7.4 How Well Have we Done?

How good is this parser? Well, it's pretty easy to understand --- but performance-wise it's awful. Our English grammar is pretty basic --- but the query

?- recognize_bottomup([mia,knew,vincent,shot,marsellus]).

will make Sicstus Prolog hesitate, and

?- recognize_bottomup([jules,believed,the,robber,who,shot,marsellus,fell]).

is painfully slow.

In fact, this parser is so bad, it's useful --- it acts as a grim warning of how badly things can be done. We'll see in later lectures that we can do a lot better. Moreover, it's useful to try and understand why it is so awful. For it is bad in two quite distinct ways: at the level of implementation and at the level of algorithm.

7.4.1 Implementation

By this stage of your Prolog career, it should be quite clear to you why this recognizer is badly implemented. We made heavy use of append/3 to subdivide lists into the required pattern. This is very inefficient. If you examine a trace, you will see the the program spends most of its time trying out different ways of putting lists together. The time it devotes to the key recognition steps is comparatively small.

It's worth emphasizing that this implementation inefficiency has nothing to do with the basic idea of bottom up recognition/parsing. For a start, there are many nice Prolog implementations of fairly simple bottom up parsers --- in particular, what are known as shift-reduce parsers --- that are much better than this. Moreover, next week we will be discussing naive top down parsing/recognition. If this is implemented using append/3, the result would be just as inefficient as what we have see today. But next week we are going to take care to avoid this implementation inefficiency. We'll be using difference lists instead, and as we'll see, the result is a lot faster.

7.4.2 Algorithmic Problems

There is, however, a deeper problem. What we have discussed today is a naive bottom up recognizer --- but its naivete; has nothing to do with its implementation. As I just said, next week, we're going to be studying naive top down parsing, and we're going to take better care of our implementation, and the results will be much better. Nonetheless, the work we do next week will in a very important sense, be naive too.

In what deeper sense is our bottom up recognizer inefficient? It has an inefficiency you will find in many different kinds of parsers/recognizers (top down, left corner ...) namely The algorithm needlessly repeats work.

Consider the sentence ``The robber knew Vincent shot Marsellus'' As we have already mentioned, this sentence is locally ambiguous. In particular, the first part of the string, ``The robber knew Vincent'' is a sentence. Now, our naive bottom up algorithm will find that this string is a sentence --- and then discover that there are more words in the input. Hence, in this case, s is not the right analysis. Thus our parser will backtrack and it will undo and forget all the useful work it has done. For example, while showing that ``The robber knew Vincent'' is a sentence, the parser has to show that ``The robber'' is an np. Great! This is dead right! And we need to know this to get the correct analysis! But then, when it backtracks, it undoes all this work. So when it finally hits on the right way of analyzing ``The robber knew Vincent shot Marsellus'', it will once again demonstrate that ``The robber'' is an NP. If lots of backtracking is going on, it may end up showing this simple fact over and over and over again.

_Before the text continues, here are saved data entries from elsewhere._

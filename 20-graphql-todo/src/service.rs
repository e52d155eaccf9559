//! Todo operations over a [`Store`].
//!
//! Each todo lives under its own key, and an ordered index of every live id is
//! kept under [`INDEX_KEY`]. Operations that touch the index hold the service
//! write lock for their whole read-modify-write sequence, so concurrent
//! creates and deletes never lose index entries.

use std::sync::{
    Arc, Mutex, MutexGuard,
    atomic::{AtomicU64, Ordering},
};

use tracing::{debug, info};

use crate::{
    clock::Clock,
    store::{Store, StoreError, StoreExt},
    todo::{NewTodo, Todo, TodoId, TodoPatch},
};

/// Well-known key holding the ordered list of live todo ids.
pub const INDEX_KEY: &str = "TODOS";

/// Page size used when a caller does not ask for one.
pub const DEFAULT_PAGE_LIMIT: usize = 3;

pub struct TodoService {
    store: Arc<dyn Store>,
    clock: Arc<dyn Clock>,
    // Ids are unique only for the lifetime of this service instance.
    next_id: AtomicU64,
    writes: Mutex<()>,
}

impl TodoService {
    pub fn new(store: Arc<dyn Store>, clock: Arc<dyn Clock>) -> Self {
        Self {
            store,
            clock,
            next_id: AtomicU64::new(0),
            writes: Mutex::new(()),
        }
    }

    /// Number of live todos. Zero when nothing was ever created.
    pub fn count(&self) -> Result<usize, StoreError> {
        Ok(self.index()?.len())
    }

    /// Every todo in creation order.
    pub fn list(&self) -> Result<Vec<Todo>, StoreError> {
        let mut todos = Vec::new();
        for id in self.index()? {
            if let Some(todo) = self.store.load::<Todo>(&id.record_key())? {
                todos.push(todo);
            }
        }
        Ok(todos)
    }

    /// Most recently updated todos first.
    ///
    /// `cursor` names a todo; when it resolves, only todos updated strictly
    /// before it are returned. An unknown cursor is ignored rather than
    /// rejected.
    pub fn page(&self, cursor: Option<&str>, limit: usize) -> Result<Vec<Todo>, StoreError> {
        let mut todos = self.list()?;
        todos.sort_by(|a, b| b.updated_at.cmp(&a.updated_at));

        if let Some(cursor) = cursor {
            match self.find(cursor)? {
                Some(anchor) => todos.retain(|todo| todo.updated_at < anchor.updated_at),
                None => debug!(cursor, "cursor does not resolve, returning first page"),
            }
        }

        todos.truncate(limit);
        Ok(todos)
    }

    pub fn get(&self, id: &str) -> Result<Option<Todo>, StoreError> {
        self.find(id)
    }

    pub fn create(&self, new: NewTodo) -> Result<Todo, StoreError> {
        let _guard = self.lock_writes()?;

        let id = TodoId::new(self.next_id.fetch_add(1, Ordering::Relaxed));
        let now = self.clock.now();
        let todo = Todo {
            id,
            title: new.title,
            content: new.content,
            created_at: now,
            updated_at: now,
        };

        self.store.save(&id.record_key(), &todo)?;
        let mut index = self.index()?;
        index.push(id);
        self.store.save(INDEX_KEY, &index)?;

        info!(id = %todo.id, title = %todo.title, "todo created");
        Ok(todo)
    }

    /// Returns `None` when no todo has this id; the index is never touched.
    pub fn update(&self, id: &str, patch: TodoPatch) -> Result<Option<Todo>, StoreError> {
        let _guard = self.lock_writes()?;

        let Some(current) = self.find(id)? else {
            debug!(id, "update skipped, todo not found");
            return Ok(None);
        };

        let updated = current.patched(patch, self.clock.now());
        self.store.save(&updated.id.record_key(), &updated)?;

        info!(id = %updated.id, "todo updated");
        Ok(Some(updated))
    }

    /// Removes the todo from the index and the store, echoing `id` back.
    ///
    /// Deleting an unknown id, or deleting before anything was created, is a
    /// no-op.
    pub fn delete(&self, id: &str) -> Result<String, StoreError> {
        let _guard = self.lock_writes()?;

        let Some(target) = canonical_id(id) else {
            debug!(id, "delete skipped, id is not a todo id");
            return Ok(id.to_string());
        };

        if let Some(mut index) = self.store.load::<Vec<TodoId>>(INDEX_KEY)? {
            index.retain(|existing| *existing != target);
            self.store.save(INDEX_KEY, &index)?;
        }
        self.store.clear(&target.record_key())?;

        info!(id = %target, "todo deleted");
        Ok(id.to_string())
    }

    fn index(&self) -> Result<Vec<TodoId>, StoreError> {
        Ok(self.store.load(INDEX_KEY)?.unwrap_or_default())
    }

    fn find(&self, id: &str) -> Result<Option<Todo>, StoreError> {
        match canonical_id(id) {
            Some(id) => self.store.load(&id.record_key()),
            None => Ok(None),
        }
    }

    fn lock_writes(&self) -> Result<MutexGuard<'_, ()>, StoreError> {
        self.writes.lock().map_err(|_| StoreError::Poisoned)
    }
}

/// Resolves `id` only when it is spelled exactly as the todo's key, so
/// `"07"`, `"+7"` or `" 7"` never match todo 7.
fn canonical_id(id: &str) -> Option<TodoId> {
    let parsed = id.parse::<TodoId>().ok()?;
    (parsed.record_key() == id).then_some(parsed)
}
//! GraphQL surface of the todo service.
//!
//! ```graphql
//! { Todo { count list(limit: 2) { id title updatedAt } } }
//! mutation { Todo { create(input: { title: "milk" }) { id createdAt } } }
//! ```

use std::sync::Arc;

use async_graphql::{
    Context, EmptySubscription, ID, InputObject, InputValueError, InputValueResult, Object,
    Result, Scalar, ScalarType, Schema, Value,
};
use chrono::{DateTime, Utc};

use crate::{
    service::{DEFAULT_PAGE_LIMIT, TodoService},
    todo::{NewTodo, Todo, TodoPatch},
};

/// Value reported by the `_version` query.
pub const API_VERSION: &str = "1";

pub type TodoSchema = Schema<QueryRoot, MutationRoot, EmptySubscription>;

/// How `Todo.list` orders and slices its results.
#[derive(Debug, Clone, Copy, PartialEq, Eq, Default, clap::ValueEnum)]
pub enum ListPolicy {
    /// Newest `updatedAt` first, paged with `cursor` and `limit`.
    #[default]
    Cursor,
    /// Every todo in creation order; `cursor` and `limit` are ignored.
    Insertion,
}

pub struct ApiContext {
    pub service: Arc<TodoService>,
    pub list_policy: ListPolicy,
}

pub fn build_schema(service: Arc<TodoService>, list_policy: ListPolicy) -> TodoSchema {
    Schema::build(QueryRoot, MutationRoot, EmptySubscription)
        .data(ApiContext {
            service,
            list_policy,
        })
        .finish()
}

/// Timestamp scalar, exchanged as milliseconds since the Unix epoch.
///
/// Input also accepts an RFC 3339 string.
#[derive(Debug, Clone, Copy, PartialEq, Eq, PartialOrd, Ord)]
pub struct Date(pub DateTime<Utc>);

#[Scalar]
impl ScalarType for Date {
    fn parse(value: Value) -> InputValueResult<Self> {
        match value {
            Value::Number(ref millis) => millis
                .as_i64()
                .and_then(DateTime::from_timestamp_millis)
                .map(Date)
                .ok_or_else(|| InputValueError::custom("timestamp out of range")),
            Value::String(ref text) => DateTime::parse_from_rfc3339(text)
                .map(|parsed| Date(parsed.with_timezone(&Utc)))
                .map_err(InputValueError::custom),
            other => Err(InputValueError::expected_type(other)),
        }
    }

    fn to_value(&self) -> Value {
        Value::Number(self.0.timestamp_millis().into())
    }
}

pub struct TodoNode(Todo);

#[Object(name = "Todo")]
impl TodoNode {
    async fn id(&self) -> ID {
        ID(self.0.id.to_string())
    }

    async fn title(&self) -> &str {
        &self.0.title
    }

    async fn content(&self) -> Option<&str> {
        self.0.content.as_deref()
    }

    async fn created_at(&self) -> Date {
        Date(self.0.created_at)
    }

    async fn updated_at(&self) -> Date {
        Date(self.0.updated_at)
    }
}

#[derive(InputObject)]
pub struct TodoInput {
    pub title: String,
    pub content: Option<String>,
}

impl From<TodoInput> for NewTodo {
    fn from(input: TodoInput) -> Self {
        NewTodo {
            title: input.title,
            content: input.content,
        }
    }
}

#[derive(InputObject)]
#[graphql(name = "TodoPatch")]
pub struct TodoPatchInput {
    pub title: Option<String>,
    pub content: Option<String>,
}

impl From<TodoPatchInput> for TodoPatch {
    fn from(input: TodoPatchInput) -> Self {
        TodoPatch {
            title: input.title,
            content: input.content,
        }
    }
}

pub struct QueryRoot;

#[Object]
impl QueryRoot {
    #[graphql(name = "_version")]
    async fn version(&self) -> &'static str {
        API_VERSION
    }

    #[graphql(name = "Todo")]
    async fn todo(&self) -> TodoQueries {
        TodoQueries
    }
}

pub struct TodoQueries;

#[Object]
impl TodoQueries {
    async fn count(&self, ctx: &Context<'_>) -> Result<i32> {
        let count = api(ctx)?.service.count()?;
        Ok(i32::try_from(count)?)
    }

    async fn list(
        &self,
        ctx: &Context<'_>,
        cursor: Option<ID>,
        #[graphql(default_with = "DEFAULT_PAGE_LIMIT as i32")] limit: i32,
    ) -> Result<Vec<TodoNode>> {
        let api = api(ctx)?;
        let todos = match api.list_policy {
            ListPolicy::Cursor => {
                let limit = usize::try_from(limit).unwrap_or(0);
                api.service.page(cursor.as_deref().map(String::as_str), limit)?
            }
            ListPolicy::Insertion => api.service.list()?,
        };
        Ok(todos.into_iter().map(TodoNode).collect())
    }
}

pub struct MutationRoot;

#[Object]
impl MutationRoot {
    #[graphql(name = "Todo")]
    async fn todo(&self) -> TodoOps {
        TodoOps
    }
}

pub struct TodoOps;

#[Object]
impl TodoOps {
    async fn create(&self, ctx: &Context<'_>, input: TodoInput) -> Result<TodoNode> {
        let todo = api(ctx)?.service.create(input.into())?;
        Ok(TodoNode(todo))
    }

    async fn update(
        &self,
        ctx: &Context<'_>,
        id: ID,
        input: TodoPatchInput,
    ) -> Result<Option<TodoNode>> {
        let todo = api(ctx)?.service.update(&id, input.into())?;
        Ok(todo.map(TodoNode))
    }

    async fn delete(&self, ctx: &Context<'_>, id: ID) -> Result<ID> {
        let echoed = api(ctx)?.service.delete(&id)?;
        Ok(ID(echoed))
    }
}

fn api<'a>(ctx: &Context<'a>) -> Result<&'a ApiContext> {
    ctx.data::<ApiContext>()
}
use std::sync::Arc;

use anyhow::Result;
use clap::Parser;
use tokio::net::TcpListener;
use tracing::{info, warn};

use graphql_todo::{
    cli::Cli,
    clock::SystemClock,
    schema::build_schema,
    server::Server,
    service::TodoService,
    store::MemoryStore,
};

fn init_tracing() {
    use tracing_subscriber::{EnvFilter, fmt};

    let filter = EnvFilter::try_from_default_env().unwrap_or_else(|_| EnvFilter::new("info"));
    let _ = fmt().with_env_filter(filter).with_target(false).try_init();
}

#[tokio::main]
async fn main() -> Result<()> {
    init_tracing();

    let cli = Cli::parse();
    let service = TodoService::new(Arc::new(MemoryStore::new()), Arc::new(SystemClock));
    let schema = build_schema(Arc::new(service), cli.list_policy);

    let listener = TcpListener::bind(cli.listen).await?;
    let server = Server::new(listener, schema);
    info!(list_policy = ?cli.list_policy, "GraphQL server listening on {}", server.local_addr()?);

    if let Err(err) = server.run_until_ctrl_c().await {
        warn!("server exited with error: {err:?}");
        return Err(err);
    }

    Ok(())
}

It is for this reason that I call the algorithm described above `naive'. The poor implementation is easily corrected --- next weeks top down parser won't have it --- but this deeper problem is harder to solve.

But the problem can be solved. We can perform non-naive parsing by using charts. In their simplest form, charts are essentially a record of what pieces of information we found and where (for example, that the initial string ``The robber'' is an np). Sophisticated parsing algorithms use the chart as a look-up table: they check whether they have already produced an analysis of a chunk of input. This saves them having to repeat needless work.

And the use of charts really does pay off: naive algorithms are exponential in the size of their input --- which, roughly speaking, means they may take an impossibly long time to run no matter how good the implementation is. The use of charts, however, turns context free parsing into a polynomial problem. That is, roughly speaking, it turns the problem of finding a parse into a problem that can be solved in reasonable time, for any CFG grammar.

We will study the idea of chart parsing later in the course: it is an idea of fundamental importance. But note well: chart parsing is not an idea we need to study instead of the various naive parsing strategies --- its something we need to study in addition to them. The various naive strategies (bottom up, top down, left corner,...) are importantly different, and we need to understand them. What is nice about chart parsing is that it is a general idea that can remove the naivete from all these approaches.